Saya tak tahu mengapa kata "teroris"
yang dipilih; saya percaya Arief Budiman, yang mengagumi dan dengan mendalam
menelaah Camus, tahu apa yang dilakukannya. Yang sekarang saya lihat,
Teroris, lakon itu, seperti yang sedang terjadi di mana-mana, menunjukkan
hubungan yang merisaukan, atau mengerikan, antara pembunuhan dan keadilan,
antara kebenaran dan kematian, antara politik dan ketakberhinggaan.
Dalam pengantar untuk naskahnya, dengan
titimangsa 1949, Camus menulis bahwa lakonnya berdasarkan peristiwa nyata,
meskipun Les Justes "bukan sebuah lakon sejarah". Februari 1905, di
Moskow, sekelompok teroris yang merupakan bagian partai sosialis revolusioner
merancang percobaan pembunuhan atas Hertog Agung Serge Alexandrovich, paman
Tsar Rusia. Camus juga menyebut ia tak mengubah nama tokoh utamanya,
Kaliayev. Itu karena "rasa hormat dan kagum" kepada mereka yang
dalam usaha yang amat nista itu "tetap tak mampu menyingkirkan suara
hati mereka".
Yanek Kaliayev, pemuda itu, memang tak mampu
untuk melepaskan hatinya. Ia disiapkan untuk melemparkan bom. Tapi ketika
kereta sang Hertog datang, ada yang tak disangka-sangkanya. Di kereta tamu
agung itu ada dua anak kecil, kemenakan sang Hertog. Wajah mereka tampak
sedih, memandang lurus ke depan. Melihat itu, Yanek batal menjalankan
perintah. "Tanganku jadi lemas. Kakiku goyah," katanya kemudian.
Bom tak jadi dilemparkan; kereta itu berlalu, selamat.

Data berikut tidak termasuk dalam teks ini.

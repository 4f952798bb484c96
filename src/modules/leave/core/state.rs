// LeaveRequestState is the canonical domain state after folding events.
//
// Boundaries
// - This file must not perform input or output.

use crate::modules::leave::core::request::{LeaveRequest, LeaveStatus};

#[derive(Debug, Clone, PartialEq, Eq, Default)]
pub enum LeaveRequestState {
    #[default]
    None,
    Requested(LeaveRequest),
}

impl LeaveRequestState {
    pub fn request(&self) -> Option<&LeaveRequest> {
        match self {
            LeaveRequestState::None => None,
            LeaveRequestState::Requested(request) => Some(request),
        }
    }

    pub fn into_request(self) -> Option<LeaveRequest> {
        match self {
            LeaveRequestState::None => None,
            LeaveRequestState::Requested(request) => Some(request),
        }
    }

    pub fn status(&self) -> Option<LeaveStatus> {
        self.request().map(|r| r.status)
    }
}

#[cfg(test)]
mod leave_request_state_tests {
    use super::*;
    use crate::tests::fixtures::requests::LeaveRequestBuilder;
    use rstest::rstest;

    #[rstest]
    fn it_should_create_the_blank_state() {
        let state = LeaveRequestState::default();
        assert_eq!(state, LeaveRequestState::None);
        assert_eq!(state.status(), None);
        assert!(state.into_request().is_none());
    }

    #[rstest]
    fn it_should_expose_the_requested_state() {
        let request = LeaveRequestBuilder::new().build();
        let state = LeaveRequestState::Requested(request.clone());
        assert_eq!(state.status(), Some(LeaveStatus::Pending));
        assert_eq!(state.request(), Some(&request));
        assert_eq!(state.into_request(), Some(request));
    }
}
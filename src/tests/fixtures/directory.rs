use crate::modules::leave::core::balance::BalanceLedger;
use crate::modules::leave::core::calendar::HolidayCalendar;
use crate::modules::leave::core::directory::{Directory, Employee};
use crate::modules::leave::core::policy::PolicyCatalog;
use crate::shell::seed;
use chrono::{DateTime, NaiveDate, TimeZone, Utc};

/// Monday 2024-01-08, 09:00 UTC.
pub fn now() -> DateTime<Utc> {
    Utc.with_ymd_and_hms(2024, 1, 8, 9, 0, 0).unwrap()
}

pub fn employee(
    id: &str,
    name: &str,
    department: &str,
    manager_id: Option<&str>,
    policy: &str,
) -> Employee {
    Employee {
        id: id.into(),
        name: name.into(),
        email: format!("{}@company.com", id.to_lowercase()),
        department: department.into(),
        manager_id: manager_id.map(str::to_string),
        policy: policy.into(),
        hire_date: NaiveDate::from_ymd_opt(2020, 1, 15).unwrap(),
    }
}

pub fn demo_directory() -> Directory {
    Directory::new(seed::demo_employees())
}

pub fn demo_holidays() -> HolidayCalendar {
    HolidayCalendar::new(seed::demo_holidays())
}

/// Every employee at full entitlement.
pub fn demo_ledger(directory: &Directory, policies: &PolicyCatalog) -> BalanceLedger {
    let mut ledger = BalanceLedger::new();
    for employee in directory.iter() {
        ledger.open(employee.id.clone(), policies.get(&employee.policy).unwrap());
    }
    ledger
}
// Holiday calendar maintenance.
//
// Changing the calendar does not touch stored requests. Their day counts are
// recounted when they are approved.

use crate::modules::leave::core::calendar::Holiday;
use crate::modules::leave::core::events::LeaveRequestEvent;
use crate::modules::leave::engine::LeaveEngine;
use crate::shared::infrastructure::event_store::EventStore;
use chrono::NaiveDate;
use tracing::info;

impl<S> LeaveEngine<S>
where
    S: EventStore<LeaveRequestEvent> + 'static,
{
    pub async fn holidays(&self) -> Vec<Holiday> {
        self.holidays.read().await.iter().collect()
    }

    /// Returns the holiday it replaced on the same date, if any.
    pub async fn add_holiday(&self, holiday: Holiday) -> Option<Holiday> {
        let date = holiday.date;
        let replaced = self.holidays.write().await.add(holiday);
        info!(%date, replaced = replaced.is_some(), "holiday added");
        replaced
    }

    pub async fn remove_holiday(&self, date: NaiveDate) -> Option<Holiday> {
        let removed = self.holidays.write().await.remove(date);
        if removed.is_some() {
            info!(%date, "holiday removed");
        }
        removed
    }
}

Yanek kembali ke tempat persembunyian dengan
perasaan kacau. Tapi teman-temannya memaklumi sikapnya. Mereka memaafkan
kegagalannya. Hanya Stepan yang berkeras. Baginya, bom harus tetap
diledakkan, juga jika harus membunuh kedua anak itu. "Karena Yanek tak
jadi membunuh mereka," katanya, "jutaan anak-anak Rusia akan mati
kelaparan beberapa tahun ke depan...."
Barangkali pendirian ini yang kini ada di
antara mereka yang di tahun ini saja membunuh 43 orang di Beirut, 132 di
Paris, 224 di pesawat yang terbang dari Jazirah Sinai, 27 di Kota Kuwait, 38
di Sousse, Tunisia.... Mereka adalah Stepan: atas nama yang tertindas dan
yang dihinakan, atas nama keadilan, atas nama iman yang dahsyat, tak ada
batas bagi pembunuhan. Teror, kata Stepan, tak mengambil bentuk seperti yang
diinginkan orang-orang yang lunak hati (délicats).
"Kita pembunuh, dan kita telah memilih jadi demikian."
Dalam Teroris,
memang ada Dora, si perakit bom. Ia menyelipkan satu pertanyaan dan
mengingatkan, "Bahkan dalam destruksi sekalipun, ada tatanan, ada
batas-batas."
Stepan tak akan menggubris ini sebab ia bisa
bertanya balik: siapa yang menentukan batas? Bukankah revolusi justru
menghancurkan tata—juga nilai-nilai kemanusiaan yang lazim dicanangkan orang
yang lunak hati?
Hanya bom yang revolusioner. Puisi, dunia kaum
délicats, tak cocok untuk mengubah
kehidupan. Kebenaran tak dapat ditawar, juga oleh kematian. Aksi politik yang
militan harus siap untuk menjalani yang tak berhingga.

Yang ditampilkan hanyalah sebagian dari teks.